The ninety day thing
April 25, 2005
So I just passed the ninety day mark on the whole not being a drunk thing. Eh... yea me. Apparently, this is supposed to be some sort of a benchmark were I’m to reflect, stare into my naval, pat myself on the back, and give myself rah rah personal cheers.
Fine (sorry you have to suffer through this). So here are the big life changes:
1. I no longer have hundreds of empty bottles sitting around my apartment. Yep, hundreds. Not an exaggeration. They would just pile up dozens at a time. Embarrassed that my neighbors would see me, I would wait until I had three or four garbage bags full and sneak them out at four in the morning every few weeks. I always thought that was freaky and strange, and it was freaky and strange, but it is apparently common and not without president. That’s the one big thing I got out of reading that Bourdain Dry book, an explanation of why the hell I was doing that. Supposedly, it had something to do with my drunk ass self trying to isolate my physical self so I could keep the drunk party going on without interruption. Well... in retrospect that sounds sort of like a lot of bullshit. Maybe it is, maybe it isn’t. But, the apartment is cleanish now, and I guess that’s a good thing.

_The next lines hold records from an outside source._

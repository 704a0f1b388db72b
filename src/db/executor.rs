//! Query execution engine.
//!
//! Statements are validated by [`validate_readonly`] before any pool is
//! touched. Accepted statements run through a per-engine submodule:
//! - `mysql`: MySQL row fetching
//! - `postgres`: PostgreSQL row fetching
//! - `sqlite`: SQLite row fetching
//!
//! Rows are streamed and only `row_limit + 1` are pulled, so the extra row
//! tells us the result was truncated without materialising the rest.

use crate::db::pool::DbPool;
use crate::db::types::RowToJson;
use crate::db::validator::{ValidatedQuery, validate_readonly};
use crate::dialect::dialect_for;
use crate::error::{DbError, DbResult};
use crate::models::{
    ColumnMetadata, DEFAULT_QUERY_TIMEOUT_SECS, DEFAULT_ROW_LIMIT, EngineType, ExecutionFailure,
    ExecutionResult, MAX_QUERY_TIMEOUT_SECS, MAX_ROW_LIMIT,
};
use futures_util::StreamExt;
use serde_json::{Map, Value as JsonValue};
use std::time::{Duration, Instant};
use tokio::time::timeout;
use tracing::{debug, warn};

/// Statements slower than this get an EXPLAIN hint.
const SLOW_QUERY_MS: u64 = 1000;

type Rows = (Vec<ColumnMetadata>, Vec<Map<String, JsonValue>>, bool);

/// Runs validated read-only statements against a pool.
#[derive(Debug, Clone)]
pub struct QueryExecutor {
    default_timeout: Duration,
    row_limit: u32,
}

impl QueryExecutor {
    /// Create a new query executor with default settings.
    pub fn new() -> Self {
        Self {
            default_timeout: Duration::from_secs(DEFAULT_QUERY_TIMEOUT_SECS),
            row_limit: DEFAULT_ROW_LIMIT,
        }
    }

    /// Create a new query executor with custom settings. Both values are
    /// clamped to their allowed ranges.
    pub fn with_defaults(timeout_secs: u64, row_limit: u32) -> Self {
        Self {
            default_timeout: Duration::from_secs(timeout_secs.clamp(1, MAX_QUERY_TIMEOUT_SECS)),
            // limit=0 would mark every non-empty result as truncated
            row_limit: row_limit.clamp(1, MAX_ROW_LIMIT),
        }
    }

    pub fn row_limit(&self) -> u32 {
        self.row_limit
    }

    pub fn timeout(&self) -> Duration {
        self.default_timeout
    }

    /// Validate and run `sql`.
    ///
    /// Rejected statements fail with `SecurityValidation` before the pool is
    /// used. Engine failures come back as a result with `error` set.
    pub async fn execute(
        &self,
        pool: &DbPool,
        engine: EngineType,
        sql: &str,
    ) -> DbResult<ExecutionResult> {
        let query = validate_readonly(sql, engine)?;
        self.execute_validated(pool, engine, &query).await
    }

    /// Run a statement that already passed validation.
    pub async fn execute_validated(
        &self,
        pool: &DbPool,
        engine: EngineType,
        query: &ValidatedQuery,
    ) -> DbResult<ExecutionResult> {
        if pool.engine() != engine {
            return Err(DbError::not_configured(format!(
                "pool is for {} but {} was requested",
                pool.engine(),
                engine
            )));
        }

        debug!(
            engine = %engine,
            sql = %query.sql,
            limit = self.row_limit,
            timeout_secs = self.default_timeout.as_secs(),
            "Executing query"
        );

        let (sql, limit, within) = (query.sql.as_str(), self.row_limit, self.default_timeout);
        let start = Instant::now();
        let fetched = match pool {
            DbPool::Postgres(p) => postgres::fetch_rows(p, sql, limit, within)
                .await
                .map(|rows| process_rows(rows, limit)),
            DbPool::MySql(p) => mysql::fetch_rows(p, sql, limit, within)
                .await
                .map(|rows| process_rows(rows, limit)),
            DbPool::SQLite(p) => sqlite::fetch_rows(p, sql, limit, within)
                .await
                .map(|rows| process_rows(rows, limit)),
            DbPool::Mongo(_) => return Err(DbError::unsupported(engine, "SQL execution")),
        };
        let execution_time_ms = start.elapsed().as_millis() as u64;

        let result = match fetched {
            Ok((columns, rows, truncated)) => {
                if truncated {
                    warn!(limit, "Query result truncated");
                }
                let mut result =
                    ExecutionResult::success(columns, rows, truncated, execution_time_ms);
                result.hints = self.hints(engine, query, &result);
                result
            }
            Err(e) => {
                warn!(engine = %engine, elapsed_ms = execution_time_ms, error = %e, "Query failed");
                ExecutionResult::failed(ExecutionFailure::from_error(&e), execution_time_ms)
            }
        };

        debug!(
            rows = result.row_count,
            elapsed_ms = execution_time_ms,
            "Query finished"
        );
        Ok(result)
    }

    /// Surface heuristics drawn from the engine's dialect.
    fn hints(
        &self,
        engine: EngineType,
        query: &ValidatedQuery,
        result: &ExecutionResult,
    ) -> Vec<String> {
        let dialect = dialect_for(engine);
        let mut hints = Vec::new();

        if query.is_select() && !query.has_row_limit() {
            hints.push(format!(
                "Bound the result with `{}`",
                dialect.pagination_clause(u64::from(self.row_limit), None)
            ));
        }
        if query.selects_star() {
            hints.push("Select only the columns you need instead of `*`".to_string());
        }
        if result.truncated {
            hints.push(format!("Result truncated to {} rows", self.row_limit));
        }
        if result.execution_time_ms >= SLOW_QUERY_MS && query.keyword != "EXPLAIN" {
            if let Some(explain) = dialect.explain(&query.sql) {
                hints.push(format!("Slow query; inspect its plan with `{explain}`"));
            }
        }
        hints
    }
}

impl Default for QueryExecutor {
    fn default() -> Self {
        Self::new()
    }
}

/// Split fetched rows into column metadata, JSON records and a truncation flag.
fn process_rows<R: RowToJson>(rows: Vec<R>, row_limit: u32) -> Rows {
    let truncated = rows.len() > row_limit as usize;
    let columns = rows.first().map(R::column_metadata).unwrap_or_default();
    let records = rows
        .iter()
        .take(row_limit as usize)
        .map(R::to_json_map)
        .collect();
    (columns, records, truncated)
}

// =============================================================================
// Common Helper Functions
// =============================================================================

fn collect_rows<R>(results: Vec<Result<R, sqlx::Error>>) -> DbResult<Vec<R>> {
    let mut rows = Vec::with_capacity(results.len());
    for result in results {
        rows.push(result.map_err(DbError::from)?);
    }
    Ok(rows)
}

fn timeout_error(query_timeout: Duration) -> DbError {
    DbError::timeout("query execution", query_timeout.as_secs())
}

// =============================================================================
// Database-Specific Implementations
// =============================================================================

mod mysql {
    use super::*;
    use sqlx::mysql::MySqlRow;
    use sqlx::{Executor, MySqlPool};

    pub async fn fetch_rows(
        pool: &MySqlPool,
        sql: &str,
        row_limit: u32,
        query_timeout: Duration,
    ) -> DbResult<Vec<MySqlRow>> {
        // Raw SQL: SHOW / DESCRIBE are not preparable on every server version
        let rows_future = pool
            .fetch(sql)
            .take(row_limit as usize + 1)
            .collect::<Vec<_>>();

        match timeout(query_timeout, rows_future).await {
            Ok(results) => collect_rows(results),
            Err(_) => Err(timeout_error(query_timeout)),
        }
    }
}

mod postgres {
    use super::*;
    use sqlx::postgres::PgRow;
    use sqlx::{Executor, PgPool};

    pub async fn fetch_rows(
        pool: &PgPool,
        sql: &str,
        row_limit: u32,
        query_timeout: Duration,
    ) -> DbResult<Vec<PgRow>> {
        let rows_future = pool
            .fetch(sql)
            .take(row_limit as usize + 1)
            .collect::<Vec<_>>();

        match timeout(query_timeout, rows_future).await {
            Ok(results) => collect_rows(results),
            Err(_) => Err(timeout_error(query_timeout)),
        }
    }
}

mod sqlite {
    use super::*;
    use sqlx::sqlite::SqliteRow;
    use sqlx::{Executor, SqlitePool};

    pub async fn fetch_rows(
        pool: &SqlitePool,
        sql: &str,
        row_limit: u32,
        query_timeout: Duration,
    ) -> DbResult<Vec<SqliteRow>> {
        let rows_future = pool
            .fetch(sql)
            .take(row_limit as usize + 1)
            .collect::<Vec<_>>();

        match timeout(query_timeout, rows_future).await {
            Ok(results) => collect_rows(results),
            Err(_) => Err(timeout_error(query_timeout)),
        }
    }
}

#[cfg(test)]
mod tests {
    use super::*;

    #[test]
    fn test_executor_defaults() {
        let executor = QueryExecutor::new();
        assert_eq!(
            executor.timeout(),
            Duration::from_secs(DEFAULT_QUERY_TIMEOUT_SECS)
        );
        assert_eq!(executor.row_limit(), DEFAULT_ROW_LIMIT);
    }

    #[test]
    fn test_executor_custom_settings() {
        let executor = QueryExecutor::with_defaults(60, 500);
        assert_eq!(executor.timeout(), Duration::from_secs(60));
        assert_eq!(executor.row_limit(), 500);
    }

    #[test]
    fn test_executor_limits_clamped() {
        let executor = QueryExecutor::with_defaults(99_999, 99_999);
        assert_eq!(executor.row_limit(), MAX_ROW_LIMIT);
        assert_eq!(executor.timeout(), Duration::from_secs(MAX_QUERY_TIMEOUT_SECS));

        let executor = QueryExecutor::with_defaults(0, 0);
        assert_eq!(executor.row_limit(), 1);
        assert_eq!(executor.timeout(), Duration::from_secs(1));
    }

    #[test]
    fn test_hints_follow_dialect() {
        let executor = QueryExecutor::with_defaults(30, 50);
        let query = validate_readonly("SELECT * FROM t", EngineType::PostgreSQL).unwrap();
        let mut result = ExecutionResult::success(Vec::new(), Vec::new(), true, SLOW_QUERY_MS);
        result.hints = executor.hints(EngineType::PostgreSQL, &query, &result);

        assert!(result.hints.iter().any(|h| h.contains("LIMIT 50")));
        assert!(result.hints.iter().any(|h| h.contains('*')));
        assert!(result.hints.iter().any(|h| h.contains("truncated")));
        assert!(result.hints.iter().any(|h| h.contains("EXPLAIN SELECT * FROM t")));
    }

    #[test]
    fn test_bounded_query_gets_no_limit_hint() {
        let executor = QueryExecutor::new();
        let query = validate_readonly("SELECT id FROM t LIMIT 5", EngineType::SQLite).unwrap();
        let result = ExecutionResult::success(Vec::new(), Vec::new(), false, 1);
        assert!(executor.hints(EngineType::SQLite, &query, &result).is_empty());
    }
}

2. I now eat. Back in the day, I would only eat one small meal a day at around four in the afternoon. Food any earlier would make me sick, food any later would dilute the alcohol. That couldn’t have been good.
3. The ching ching in my pocket. The old hooch budget was about $30 a day, which came to about eleven G a year. I guess that wouldn’t be that big a deal for someone in a different tax bracket than myself, but God knows I couldn’t afford it, and had to be a monster cheap ass to compensate and keep the drunk on. I had to skip meals and eat for free whenever possible (which was not a big deal: refer to #2). And buying drinks for other people? Ha! Wouldn’t happen. If I squandered the cash on someone else’s drink, I might have actually remembered falling asleep that night, and I couldn’t let that happen. A couple of night ago, I was hanging out with friends, and bought one of the female ones a drink. A third party friend saw that, and knowing my past tendency towards cheap assedness, assumed I was trying to get the mojo on, which was not the case at all, I’m just trying to make up for years of cheap assedness and picking up a few rounds every now and then. Besides, even when I was trying to hook up in bars, I would NEVER buy them a drink. That one drink would dig into my own drunk stipend, and the alcohol had become way way more important to me than the ass.
And that, my friends, was the screeching alarm that told me it was time to quit.
Whoot. There, done.
Anyway, enough of that. I’ll try my best not to boor you with the little heavy personals for at least the next 255 days or so.
Update: DaBrettman just IM’ed me, berating me for closing my comments on this one. I explained that I closed them because I cannot stand “hang in there kiddos” from the ladies. He was pissed because he wanted to offer to take me out for a drink in celebration of my sobriety. I told him I would insert his offer into an update:
“dick. I was going to offer to buy you a drink in celebration of your sobriety, but now you can forget it.”
Thanks DaB! You’re a true friend. heh.